One thing I have done is alter 2-button sport coats into 3/2 rolls. I just have my local seamstress add a matching button and button hole with the finished side on the "wrong" side. Costs me $12 a pop and comes out looking pretty darn good.


----------



## CuffDaddy (Feb 26, 2009)

It may depend on the construction. The roll is set by the canvas. Replacing a canvas is basically recutting the whole jacket, and hardly ever worth it, as I understand it. However, suits with softer canvases sometimes tend to roll a little lower over time. If you wear the suit a lot with only the middle button done, you _may_ find the roll creeping downward. Suits with stiffer canvases resist this. My personal theory is that the 3-roll-2 was intended to replicate a broken-in 3 button with a soft canvas.

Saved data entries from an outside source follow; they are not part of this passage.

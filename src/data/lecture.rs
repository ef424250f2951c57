use derive_more::Display;
use serde::{Deserialize, Serialize};
use utoipa::ToSchema;

pub static LECTURE_COLLECTION_NAME: &str = "lectures";

#[derive(
    Debug,
    Clone,
    Copy,
    Eq,
    PartialEq,
    Hash,
    Ord,
    PartialOrd,
    Serialize,
    Deserialize,
    Display,
    ToSchema,
)]
#[serde(transparent)]
pub struct LectureId(pub u32);

impl LectureId {
    /// BSON has no unsigned integers, ids are stored as 64 bit.
    pub fn bson(self) -> bson::Bson {
        bson::Bson::Int64(i64::from(self.0))
    }
}

#[derive(Debug, Clone, Eq, PartialEq, Serialize, Deserialize)]
pub struct Lecture {
    #[serde(rename = "_id", alias = "id")]
    pub id: LectureId,
    pub name: String,
    /// Free form category such as "Bachelor 3" or "Wahlpflicht".
    pub semester: String,
}

impl Lecture {
    pub fn new(id: u32, name: impl ToString, semester: impl ToString) -> Lecture {
        Lecture {
            id: LectureId(id),
            name: name.to_string(),
            semester: semester.to_string(),
        }
    }
}
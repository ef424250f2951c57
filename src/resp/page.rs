use rocket::response::{self, Responder};
use rocket::serde::json::Json;
use rocket::Request;
use serde::Serialize;

use crate::data::student::Student;
use crate::middleware::notification::Notification;

/// View model of a web page.
///
/// Rendering happens elsewhere; the surface only delivers the data a page
/// template needs plus the one-shot notification it was reached with.
#[derive(Debug, Clone, Serialize)]
#[serde(rename_all = "camelCase")]
pub struct Page<T: Serialize> {
    pub notification: Option<String>,
    pub has_notification: bool,
    /// Set for test accounts so templates can flag them.
    pub ignore_data: bool,
    #[serde(flatten)]
    pub content: T,
}

impl<T: Serialize> Page<T> {
    pub fn new(notification: Notification, content: T) -> Page<T> {
        let Notification(notification) = notification;
        Page {
            has_notification: notification.is_some(),
            notification,
            ignore_data: false,
            content,
        }
    }

    pub fn for_student(student: &Student, notification: Notification, content: T) -> Page<T> {
        Page {
            ignore_data: student.ignore_data,
            ..Page::new(notification, content)
        }
    }
}

impl<'r, T: Serialize> Responder<'r, 'static> for Page<T> {
    fn respond_to(self, req: &'r Request<'_>) -> response::Result<'static> {
        Json(self).respond_to(req)
    }
}

#[cfg(test)]
mod tests {
    use super::*;
    use serde_json::json;

    #[derive(Serialize)]
    struct Content {
        lectures: Vec<u32>,
    }

    #[test]
    fn content_is_flattened_next_to_notification() {
        let page = Page::new(
            Notification(Some("Saved.".to_string())),
            Content { lectures: vec![1] },
        );

        assert_eq!(
            serde_json::to_value(&page).unwrap(),
            json!({
                "notification": "Saved.",
                "hasNotification": true,
                "ignoreData": false,
                "lectures": [1]
            })
        );
    }
}
//! The student facing website.
//!
//! Pages are delivered as view models; every one of them echoes the
//! `notification` it was reached with. Mutations answer with a redirect that
//! carries the next notification.

use rocket::form::Errors;
use rocket::http::Status;
use rocket::Route;
use serde::Serialize;

use crate::data::lecture::{Lecture, LectureId};
use crate::resp::problem::Problem;

pub mod calendar;
pub mod options;
pub mod session;

pub const WEB_BASE: &str = "/app/workload";
pub const INDEX_PATH: &str = "/app/workload";
pub const LOGIN_PATH: &str = "/app/workload/login";
pub const PRIVACY_PATH: &str = "/app/workload/privacyAgreement";
pub const CALENDAR_PATH: &str = "/app/workload/calendar";
pub const CHOSEN_LECTURES_PATH: &str = "/app/workload/options/chosenLectures";
pub const SETTINGS_PATH: &str = "/app/workload/options/settings";

#[derive(Debug, Clone, PartialEq, Serialize)]
pub struct LectureView {
    pub id: LectureId,
    pub name: String,
    pub semester: String,
}

impl From<Lecture> for LectureView {
    fn from(lecture: Lecture) -> Self {
        LectureView {
            id: lecture.id,
            name: lecture.name,
            semester: lecture.semester,
        }
    }
}

/// Form naming a single lecture.
#[derive(Debug, Clone, FromForm)]
pub struct LectureForm {
    #[field(name = "lectureId")]
    pub lecture_id: u32,
}

pub(crate) fn form_problem(errors: Errors<'_>) -> Problem {
    Problem::new_untyped(Status::BadRequest, "Invalid request data.")
        .detail(errors)
        .clone()
}

pub fn web_routes() -> Vec<Route> {
    routes![
        session::index,
        session::login,
        session::logout,
        session::privacy_agreement,
        session::privacy_agreement_submit,
        calendar::calendar,
        calendar::select_lecture,
        calendar::enter_workload_data,
        calendar::enter_workload_data_submit,
        calendar::visualize_data,
        options::options,
        options::add_lecture,
        options::chosen_lectures,
        options::chosen_lectures_add,
        options::chosen_lectures_remove,
        options::settings,
        options::permanent_delete,
        options::permanent_delete_submit,
    ]
}
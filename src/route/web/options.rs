use std::collections::BTreeSet;

use rocket::form::{Errors, Form};
use rocket::response::Redirect;
use rocket::State;

use super::{form_problem, LectureForm, LectureView, CHOSEN_LECTURES_PATH, SETTINGS_PATH};
use crate::data::lecture::LectureId;
use crate::data::store::Store;
use crate::gate::{Active, Denial};
use crate::middleware::notification::Notification;
use crate::resp::page::Page;
use crate::resp::Rejection;
use crate::util::with_notification;
use crate::workload;

#[derive(Debug, Serialize)]
pub struct OptionsPage {}

#[get("/options")]
#[tracing::instrument]
pub async fn options(
    active: Result<Active, Denial>,
    notification: Notification,
) -> Result<Page<OptionsPage>, Rejection> {
    let Active(student) = active?;
    Ok(Page::for_student(&student, notification, OptionsPage {}))
}

#[derive(Debug, Serialize)]
#[serde(rename_all = "camelCase")]
pub struct AddLecturePage {
    /// Set once a semester was picked.
    pub semester: Option<String>,
    /// Distinct semester labels, offered while no semester is picked.
    pub all_semesters: Vec<String>,
    /// Lectures of the picked semester the student isn't subscribed to.
    pub lectures: Vec<LectureView>,
}

#[get("/addLecture?<semester>")]
#[tracing::instrument(skip(store))]
pub async fn add_lecture(
    semester: Option<String>,
    active: Result<Active, Denial>,
    notification: Notification,
    store: &State<Store>,
) -> Result<Page<AddLecturePage>, Rejection> {
    let Active(student) = active?;
    let lectures = store.lectures().await?;

    let content = match semester {
        Some(semester) => AddLecturePage {
            lectures: lectures
                .into_iter()
                .filter(|l| l.semester == semester && !student.is_subscribed(l.id))
                .map(LectureView::from)
                .collect(),
            semester: Some(semester),
            all_semesters: vec![],
        },
        None => {
            let mut all_semesters: Vec<String> = vec![];
            for lecture in lectures {
                if !all_semesters.contains(&lecture.semester) {
                    all_semesters.push(lecture.semester);
                }
            }
            AddLecturePage {
                semester: None,
                all_semesters,
                lectures: vec![],
            }
        }
    };

    Ok(Page::for_student(&student, notification, content))
}

#[derive(Debug, Serialize)]
#[serde(rename_all = "camelCase")]
pub struct ChosenLecturesPage {
    pub chosen_lectures: Vec<LectureView>,
}

#[get("/options/chosenLectures")]
#[tracing::instrument(skip(store))]
pub async fn chosen_lectures(
    active: Result<Active, Denial>,
    notification: Notification,
    store: &State<Store>,
) -> Result<Page<ChosenLecturesPage>, Rejection> {
    let Active(student) = active?;
    let chosen_lectures = workload::subscribed_lectures(store.inner().as_ref(), &student)
        .await?
        .into_iter()
        .map(LectureView::from)
        .collect();

    Ok(Page::for_student(
        &student,
        notification,
        ChosenLecturesPage { chosen_lectures },
    ))
}

#[post("/options/chosenLectures/add", data = "<form>")]
#[tracing::instrument(skip(store))]
pub async fn chosen_lectures_add(
    form: Result<Form<LectureForm>, Errors<'_>>,
    active: Result<Active, Denial>,
    store: &State<Store>,
) -> Result<Redirect, Rejection> {
    let Active(student) = active?;
    let form = form.map_err(form_problem)?;

    workload::subscribe(store.inner().as_ref(), &student, LectureId(form.lecture_id)).await?;
    Ok(Redirect::to(with_notification(
        CHOSEN_LECTURES_PATH,
        "Lecture added to list",
    )))
}

/// Removes the lecture from the list; recorded hours are kept.
#[post("/options/chosenLectures/remove", data = "<form>")]
#[tracing::instrument(skip(store))]
pub async fn chosen_lectures_remove(
    form: Result<Form<LectureForm>, Errors<'_>>,
    active: Result<Active, Denial>,
    store: &State<Store>,
) -> Result<Redirect, Rejection> {
    let Active(student) = active?;
    let form = form.map_err(form_problem)?;

    store
        .unsubscribe_lecture(&student.id, LectureId(form.lecture_id))
        .await?;
    Ok(Redirect::to(with_notification(
        CHOSEN_LECTURES_PATH,
        "Lecture removed from list",
    )))
}

#[derive(Debug, Serialize)]
#[serde(rename_all = "camelCase")]
pub struct SettingsPage {
    #[serde(rename = "studentID")]
    pub student_id: String,
    pub semester_of_study: u32,
}

#[get("/options/settings")]
#[tracing::instrument]
pub async fn settings(
    active: Result<Active, Denial>,
    notification: Notification,
) -> Result<Page<SettingsPage>, Rejection> {
    let Active(student) = active?;

    Ok(Page::for_student(
        &student,
        notification,
        SettingsPage {
            student_id: student.id.to_string(),
            semester_of_study: student.semester_of_study,
        },
    ))
}

#[derive(Debug, Serialize)]
#[serde(rename_all = "camelCase")]
pub struct PermanentDeletePage {
    /// Lectures the student recorded hours for, subscribed or not.
    pub all_lectures: Vec<LectureView>,
}

#[get("/options/settings/permanentDelete")]
#[tracing::instrument(skip(store))]
pub async fn permanent_delete(
    active: Result<Active, Denial>,
    notification: Notification,
    store: &State<Store>,
) -> Result<Page<PermanentDeletePage>, Rejection> {
    let Active(student) = active?;
    let store = store.inner().as_ref();

    let recorded: BTreeSet<LectureId> = workload::entries(store, &student, None, None)
        .await?
        .into_iter()
        .map(|e| e.lecture)
        .collect();

    let mut all_lectures = Vec::with_capacity(recorded.len());
    for id in recorded {
        if let Some(lecture) = store.lecture(id).await? {
            all_lectures.push(LectureView::from(lecture));
        }
    }

    Ok(Page::for_student(
        &student,
        notification,
        PermanentDeletePage { all_lectures },
    ))
}

/// Unsubscribes from the lecture and deletes every hour recorded for it.
#[post("/options/settings/permanentDelete", data = "<form>")]
#[tracing::instrument(skip(store))]
pub async fn permanent_delete_submit(
    form: Result<Form<LectureForm>, Errors<'_>>,
    active: Result<Active, Denial>,
    store: &State<Store>,
) -> Result<Redirect, Rejection> {
    let Active(student) = active?;
    let form = form.map_err(form_problem)?;
    let store = store.inner().as_ref();

    let lecture = workload::lecture_or_not_found(store, LectureId(form.lecture_id)).await?;
    workload::permanently_delete(store, &student, lecture.id).await?;

    Ok(Redirect::to(with_notification(
        SETTINGS_PATH,
        &format!("All data of {} has been deleted.", lecture.name),
    )))
}

#[cfg(test)]
mod options_endpoints {
    use rocket::http::{ContentType, Status};
    use serde_json::{json, Value};

    use crate::data::store::Store;
    use crate::testing::{client, login, subscribe};

    async fn page(
        client: &rocket::local::asynchronous::Client,
        session: &rocket::http::Cookie<'static>,
        uri: &str,
    ) -> Value {
        let response = client.get(uri).cookie(session.clone()).dispatch().await;
        assert_eq!(response.status(), Status::Ok, "{}", uri);
        response.into_json().await.unwrap()
    }

    #[rocket::async_test]
    async fn add_lecture_lists_semesters_then_unsubscribed_lectures() {
        let client = client().await;
        let session = login(&client, "student1", true).await;

        let semesters = page(&client, &session, "/app/workload/addLecture").await;
        assert_eq!(semesters["allSemesters"], json!(["Bachelor 1", "Bachelor 3"]));

        subscribe(&client, &session, 1).await;
        let lectures = page(
            &client,
            &session,
            "/app/workload/addLecture?semester=Bachelor%201",
        )
        .await;
        assert_eq!(lectures["semester"], json!("Bachelor 1"));
        assert_eq!(
            lectures["lectures"],
            json!([{"id": 2, "name": "Linear Algebra", "semester": "Bachelor 1"}])
        );
    }

    #[rocket::async_test]
    async fn chosen_lectures_keep_insertion_order() {
        let client = client().await;
        let session = login(&client, "student1", true).await;

        subscribe(&client, &session, 3).await;
        subscribe(&client, &session, 1).await;
        subscribe(&client, &session, 3).await;

        let chosen = page(&client, &session, "/app/workload/options/chosenLectures").await;
        let ids: Vec<&Value> = chosen["chosenLectures"]
            .as_array()
            .unwrap()
            .iter()
            .map(|l| &l["id"])
            .collect();
        assert_eq!(ids, vec![&json!(3), &json!(1)]);

        let response = client
            .post("/app/workload/options/chosenLectures/remove")
            .header(ContentType::Form)
            .cookie(session.clone())
            .body("lectureId=3")
            .dispatch()
            .await;
        assert_eq!(response.status(), Status::SeeOther);

        let chosen = page(
            &client,
            &session,
            "/app/workload/options/chosenLectures?notification=Lecture%20removed%20from%20list",
        )
        .await;
        assert_eq!(chosen["notification"], json!("Lecture removed from list"));
        assert_eq!(chosen["chosenLectures"].as_array().unwrap().len(), 1);
    }

    #[rocket::async_test]
    async fn permanent_delete_removes_history() {
        let client = client().await;
        let session = login(&client, "student1", true).await;
        subscribe(&client, &session, 1).await;

        for week in 2..=4 {
            client
                .post("/app/workload/enterWorkloadData")
                .header(ContentType::Form)
                .cookie(session.clone())
                .body(format!(
                    "year=2024&week={}&lectureId=1&hoursInLecture=1&hoursForHomework=1&hoursStudying=1",
                    week
                ))
                .dispatch()
                .await;
        }

        let listed = page(&client, &session, "/app/workload/options/settings/permanentDelete").await;
        assert_eq!(listed["allLectures"][0]["id"], json!(1));

        let response = client
            .post("/app/workload/options/settings/permanentDelete")
            .header(ContentType::Form)
            .cookie(session.clone())
            .body("lectureId=1")
            .dispatch()
            .await;
        assert_eq!(response.status(), Status::SeeOther);

        let store: &Store = client.rocket().state().unwrap();
        let student = store.student(&"student1".into()).await.unwrap().unwrap();
        assert!(student.lectures.is_empty());

        let listed = page(&client, &session, "/app/workload/options/settings/permanentDelete").await;
        assert_eq!(listed["allLectures"], json!([]));

        let settings = page(&client, &session, "/app/workload/options/settings").await;
        assert_eq!(settings["studentID"], json!("student1"));
        assert_eq!(settings["semesterOfStudy"], json!(2));
    }

    #[rocket::async_test]
    async fn unknown_lecture_cant_be_added() {
        let client = client().await;
        let session = login(&client, "student1", true).await;

        let response = client
            .post("/app/workload/options/chosenLectures/add")
            .header(ContentType::Form)
            .cookie(session)
            .body("lectureId=99")
            .dispatch()
            .await;
        assert_eq!(response.status(), Status::NotFound);
    }
}
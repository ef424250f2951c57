use chrono::NaiveDate;
use serde::{Deserialize, Serialize};
use utoipa::ToSchema;

use super::lecture::LectureId;
use super::student::StudentId;
use crate::error::ValidationError;
use crate::week::IsoWeek;

pub static ENTRY_COLLECTION_NAME: &str = "working_hours";

/// Identifies at most one entry: a student's hours for a lecture in a week.
#[derive(Debug, Clone, Eq, PartialEq, Hash, Ord, PartialOrd)]
pub struct EntryKey {
    pub student: StudentId,
    pub lecture: LectureId,
    pub week: IsoWeek,
}

impl EntryKey {
    pub fn new(student: StudentId, lecture: LectureId, week: IsoWeek) -> EntryKey {
        EntryKey {
            student,
            lecture,
            week,
        }
    }
}

/// Self reported hours for one lecture and week.
#[derive(Debug, Clone, Copy, PartialEq, Default, Serialize, Deserialize, ToSchema)]
#[serde(rename_all = "camelCase")]
pub struct Hours {
    pub hours_in_lecture: f64,
    pub hours_for_homework: f64,
    pub hours_studying: f64,
}

impl Hours {
    pub fn new(
        hours_in_lecture: f64,
        hours_for_homework: f64,
        hours_studying: f64,
    ) -> Result<Hours, ValidationError> {
        let hours = Hours {
            hours_in_lecture,
            hours_for_homework,
            hours_studying,
        };
        hours.validate()?;
        Ok(hours)
    }

    pub fn validate(&self) -> Result<(), ValidationError> {
        let fields = [
            ("hoursInLecture", self.hours_in_lecture),
            ("hoursForHomework", self.hours_for_homework),
            ("hoursStudying", self.hours_studying),
        ];

        for (field, value) in fields {
            if !value.is_finite() || value < 0.0 {
                return Err(ValidationError::Hours { field, value });
            }
        }

        Ok(())
    }

    pub fn total(&self) -> f64 {
        self.hours_in_lecture + self.hours_for_homework + self.hours_studying
    }
}

#[derive(Debug, Clone, PartialEq, Serialize, Deserialize)]
pub struct WorkingHoursEntry {
    pub student: StudentId,
    pub lecture: LectureId,
    /// Monday of the ISO week.
    pub week: NaiveDate,
    #[serde(default)]
    pub hours_in_lecture: f64,
    #[serde(default)]
    pub hours_for_homework: f64,
    #[serde(default)]
    pub hours_studying: f64,
    /// The student's semester of study when the entry was created.
    #[serde(default)]
    pub semester_of_study: u32,
}

impl WorkingHoursEntry {
    pub fn new(key: &EntryKey, semester_of_study: u32) -> WorkingHoursEntry {
        WorkingHoursEntry {
            student: key.student.clone(),
            lecture: key.lecture,
            week: key.week.monday(),
            hours_in_lecture: 0.0,
            hours_for_homework: 0.0,
            hours_studying: 0.0,
            semester_of_study,
        }
    }

    pub fn key(&self) -> EntryKey {
        EntryKey::new(
            self.student.clone(),
            self.lecture,
            IsoWeek::containing(self.week),
        )
    }

    pub fn hours(&self) -> Hours {
        Hours {
            hours_in_lecture: self.hours_in_lecture,
            hours_for_homework: self.hours_for_homework,
            hours_studying: self.hours_studying,
        }
    }

    pub fn set_hours(&mut self, hours: Hours) {
        self.hours_in_lecture = hours.hours_in_lecture;
        self.hours_for_homework = hours.hours_for_homework;
        self.hours_studying = hours.hours_studying;
    }

    pub fn total_hours(&self) -> f64 {
        self.hours().total()
    }
}

#[derive(Debug, Clone, Default, PartialEq, Eq)]
pub struct EntryFilter {
    pub student: Option<StudentId>,
    pub lecture: Option<LectureId>,
    pub week: Option<IsoWeek>,
}

impl EntryFilter {
    pub fn student(student: StudentId) -> EntryFilter {
        EntryFilter {
            student: Some(student),
            ..Default::default()
        }
    }

    pub fn lecture(mut self, lecture: impl Into<Option<LectureId>>) -> EntryFilter {
        self.lecture = lecture.into();
        self
    }

    pub fn week(mut self, week: impl Into<Option<IsoWeek>>) -> EntryFilter {
        self.week = week.into();
        self
    }

    pub fn matches(&self, entry: &WorkingHoursEntry) -> bool {
        self.student.as_ref().map_or(true, |s| *s == entry.student)
            && self.lecture.map_or(true, |l| l == entry.lecture)
            && self.week.map_or(true, |w| w.monday() == entry.week)
    }
}
use crate::data::lecture::Lecture;
use crate::error::ConfigurationError;
use crate::util;
use std::env;
use std::fs::File;
use std::io::{BufReader, BufWriter, Write};
use std::path::{Path, PathBuf};

fn default_mongodb_uri() -> String {
    env::var("MONGODB_URI").unwrap_or("mongodb://localhost:27017".to_string())
}

fn default_mongodb_db() -> String {
    env::var("MONGODB_DB_NAME").unwrap_or("workload".to_string())
}

fn default_session_days() -> i64 {
    7
}

#[derive(Debug, Clone, Copy, Eq, PartialEq, Serialize, Deserialize)]
#[serde(rename_all = "snake_case")]
pub enum StorageKind {
    MongoDb,
    /// Nothing is persisted; meant for development.
    Memory,
}

impl Default for StorageKind {
    fn default() -> Self {
        StorageKind::MongoDb
    }
}

fn default_remote_user_header() -> String {
    "X-Remote-User".to_string()
}

fn default_identifier_marker() -> Option<String> {
    Some("de/shibboleth!".to_string())
}

fn default_attribute_headers() -> Vec<String> {
    vec![crate::identity::TERMS_OF_STUDY.to_string()]
}

/// Where the fronting service provider puts the identity assertion.
#[derive(Debug, Clone, Serialize, Deserialize)]
pub struct IdentityConfig {
    #[serde(default = "default_remote_user_header")]
    pub remote_user_header: String,
    /// Provider specific part of the remote user identifier that precedes
    /// the student's persistent id.
    #[serde(default = "default_identifier_marker")]
    pub identifier_marker: Option<String>,
    #[serde(default = "default_attribute_headers")]
    pub attribute_headers: Vec<String>,
}

impl Default for IdentityConfig {
    fn default() -> Self {
        IdentityConfig {
            remote_user_header: default_remote_user_header(),
            identifier_marker: default_identifier_marker(),
            attribute_headers: default_attribute_headers(),
        }
    }
}

fn default_client_marker_header() -> String {
    "User-Agent".to_string()
}

fn default_client_marker() -> String {
    "Workload_App_Android_CSRF_EXCEMPT".to_string()
}

/// The mobile client identifies itself by including the marker in a header.
#[derive(Debug, Clone, Serialize, Deserialize)]
pub struct ApiConfig {
    #[serde(default = "default_client_marker_header")]
    pub client_marker_header: String,
    #[serde(default = "default_client_marker")]
    pub client_marker: String,
}

impl Default for ApiConfig {
    fn default() -> Self {
        ApiConfig {
            client_marker_header: default_client_marker_header(),
            client_marker: default_client_marker(),
        }
    }
}

#[derive(Debug, Clone, Serialize, Deserialize)]
pub struct Config {
    #[serde(skip)]
    file_path: PathBuf,

    #[serde(default)]
    pub storage: StorageKind,
    #[serde(default = "default_mongodb_uri")]
    pub mongodb_uri: String,
    #[serde(default = "default_mongodb_db")]
    pub mongodb_db: String,

    #[serde(default = "default_session_days")]
    pub session_days: i64,

    #[serde(default)]
    pub identity: IdentityConfig,
    #[serde(default)]
    pub api: ApiConfig,

    /// Seeded into the store on every start.
    #[serde(default)]
    pub lectures: Vec<Lecture>,
}

impl Default for Config {
    fn default() -> Self {
        Config {
            file_path: config_dir().join("settings.yml"),
            storage: StorageKind::default(),
            mongodb_uri: default_mongodb_uri(),
            mongodb_db: default_mongodb_db(),
            session_days: default_session_days(),
            identity: IdentityConfig::default(),
            api: ApiConfig::default(),
            lectures: vec![],
        }
    }
}

#[inline]
fn config_dir() -> PathBuf {
    PathBuf::from(env::var("CONFIG_DIR").unwrap_or("./config".to_string()))
}

impl Config {
    pub fn load() -> Result<Config, ConfigurationError> {
        let config_file = util::find_first_subpath(
            config_dir(),
            &["settings.yml", "settings.yaml"],
            Path::exists,
        )
        .ok_or_else(|| ConfigurationError::NotFound(config_dir()))?;

        let file = File::open(&config_file)?;
        let mut config: Config = serde_yaml::from_reader(BufReader::new(file))?;
        config.file_path = config_file;

        Ok(config)
    }

    pub fn save(&self) -> Result<(), ConfigurationError> {
        if let Some(dir) = self.file_path.parent() {
            std::fs::create_dir_all(dir)?;
        }
        let file = File::create(&self.file_path)?;
        let mut out = BufWriter::new(file);
        serde_yaml::to_writer(&mut out, self)?;
        out.flush()?;
        Ok(())
    }
}
use std::iter::repeat;
use std::path::{Path, PathBuf};

use rocket::http::RawStr;

pub fn find_first_subpath<P: AsRef<Path>, F: Fn(&Path) -> bool>(
    root: impl AsRef<Path>,
    subpaths: &[P],
    search: F,
) -> Option<PathBuf> {
    subpaths
        .iter()
        .zip(repeat(root.as_ref()))
        .map(|(b, a)| a.join(b))
        .find(|it: &PathBuf| search(it))
}

/// Appends a one-shot notification to a local URI.
pub fn with_notification(path: &str, message: &str) -> String {
    format!(
        "{}?notification={}",
        path,
        RawStr::new(message).percent_encode()
    )
}

#[cfg(test)]
mod tests {
    use super::*;

    #[test]
    fn notification_is_encoded() {
        let uri = with_notification("/app/workload/", "You have been logged out.");
        assert!(uri.starts_with("/app/workload/?notification=You%20have%20been"));
        assert!(!uri.contains(' '));
    }
}
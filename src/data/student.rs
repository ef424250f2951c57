use chrono::NaiveDate;
use derive_more::{Deref, Display};
use serde::{Deserialize, Serialize};

use super::lecture::LectureId;

pub static STUDENT_COLLECTION_NAME: &str = "students";

#[derive(
    Debug, Clone, Eq, PartialEq, Hash, Ord, PartialOrd, Serialize, Deserialize, Deref, Display,
)]
#[serde(transparent)]
pub struct StudentId(String);

impl StudentId {
    pub fn as_str(&self) -> &str {
        &self.0
    }
}

impl From<String> for StudentId {
    fn from(value: String) -> Self {
        StudentId(value)
    }
}

impl From<&str> for StudentId {
    fn from(value: &str) -> Self {
        StudentId(value.to_string())
    }
}

#[derive(Debug, Clone, PartialEq, Serialize, Deserialize)]
pub struct Student {
    #[serde(rename = "_id")]
    pub id: StudentId,
    /// Overwritten on every login; 0 when the identity provider didn't
    /// release a usable value.
    #[serde(default)]
    pub semester_of_study: u32,
    /// Subscribed lectures in the order they were added.
    #[serde(default)]
    pub lectures: Vec<LectureId>,
    #[serde(default)]
    pub agreed_to_privacy: bool,
    /// Test accounts whose data is excluded from analysis.
    #[serde(default)]
    pub ignore_data: bool,
    pub registered: NaiveDate,
}

impl Student {
    pub fn new(id: StudentId, semester_of_study: u32, registered: NaiveDate) -> Student {
        Student {
            id,
            semester_of_study,
            lectures: vec![],
            agreed_to_privacy: false,
            ignore_data: false,
            registered,
        }
    }

    pub fn is_subscribed(&self, lecture: LectureId) -> bool {
        self.lectures.contains(&lecture)
    }
}
use rocket::fairing::{Fairing, Info, Kind};
use rocket::http::Header;
use rocket::{Request, Response};

pub const CACHE_CONTROL: &str = "no-cache, no-store, must-revalidate, max-age=0";

/// Forbids clients from caching dynamic responses. Browsers otherwise happily
/// show stale workload data after a restart.
pub struct NoCache {
    pub prefixes: Vec<&'static str>,
}

#[rocket::async_trait]
impl Fairing for NoCache {
    fn info(&self) -> Info {
        Info {
            name: "Disable caching of dynamic pages",
            kind: Kind::Response,
        }
    }

    async fn on_response<'r>(&self, req: &'r Request<'_>, res: &mut Response<'r>) {
        let path = req.uri().path();
        if self.prefixes.iter().any(|p| path.as_str().starts_with(p)) {
            res.set_header(Header::new("Cache-Control", CACHE_CONTROL));
            res.set_header(Header::new("Pragma", "no-cache"));
            res.set_header(Header::new("Expires", "0"));
        }
    }
}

In short, I wouldn't bother trying to alter them. Just wear them with the middle button done, and see what happens.


----------



## TheGreatTwizz (Oct 27, 2010)

hardline_42 said:


> One thing I have done is alter 2-button sport coats into 3/2 rolls. I just have my local seamstress add a matching button and button hole with the finished side on the "wrong" side. Costs me $12 a pop and comes out looking pretty darn good.


That's actually a pretty good idea, never thought of that. I have some suits that would take well to it.....an older Oxxford with a low buttoning point comes to mind. Thanks for the tip.


----------



## hardline_42 (Jan 20, 2010)

TheGreatTwizz said:


> That's actually a pretty good idea, never thought of that. I have some suits that would take well to it.....an older Oxxford with a low buttoning point comes to mind. Thanks for the tip.


GT, keep in mind if you do this that most alterations tailors have no idea what a 3/2 roll is and your request will more than likely confuse them. Unless you have absolute confidence in your tailor, bring a sample 3/2 jacket for them to look at and try it out on a couple of thrifted sport coats first before letting them try it on something more expensive.

With regards to the Oxxford suit, remember that the button and button hole the tailor will add are completely superfluous. It will not alter the button stance and the jacket will still have a low buttoning point.


----------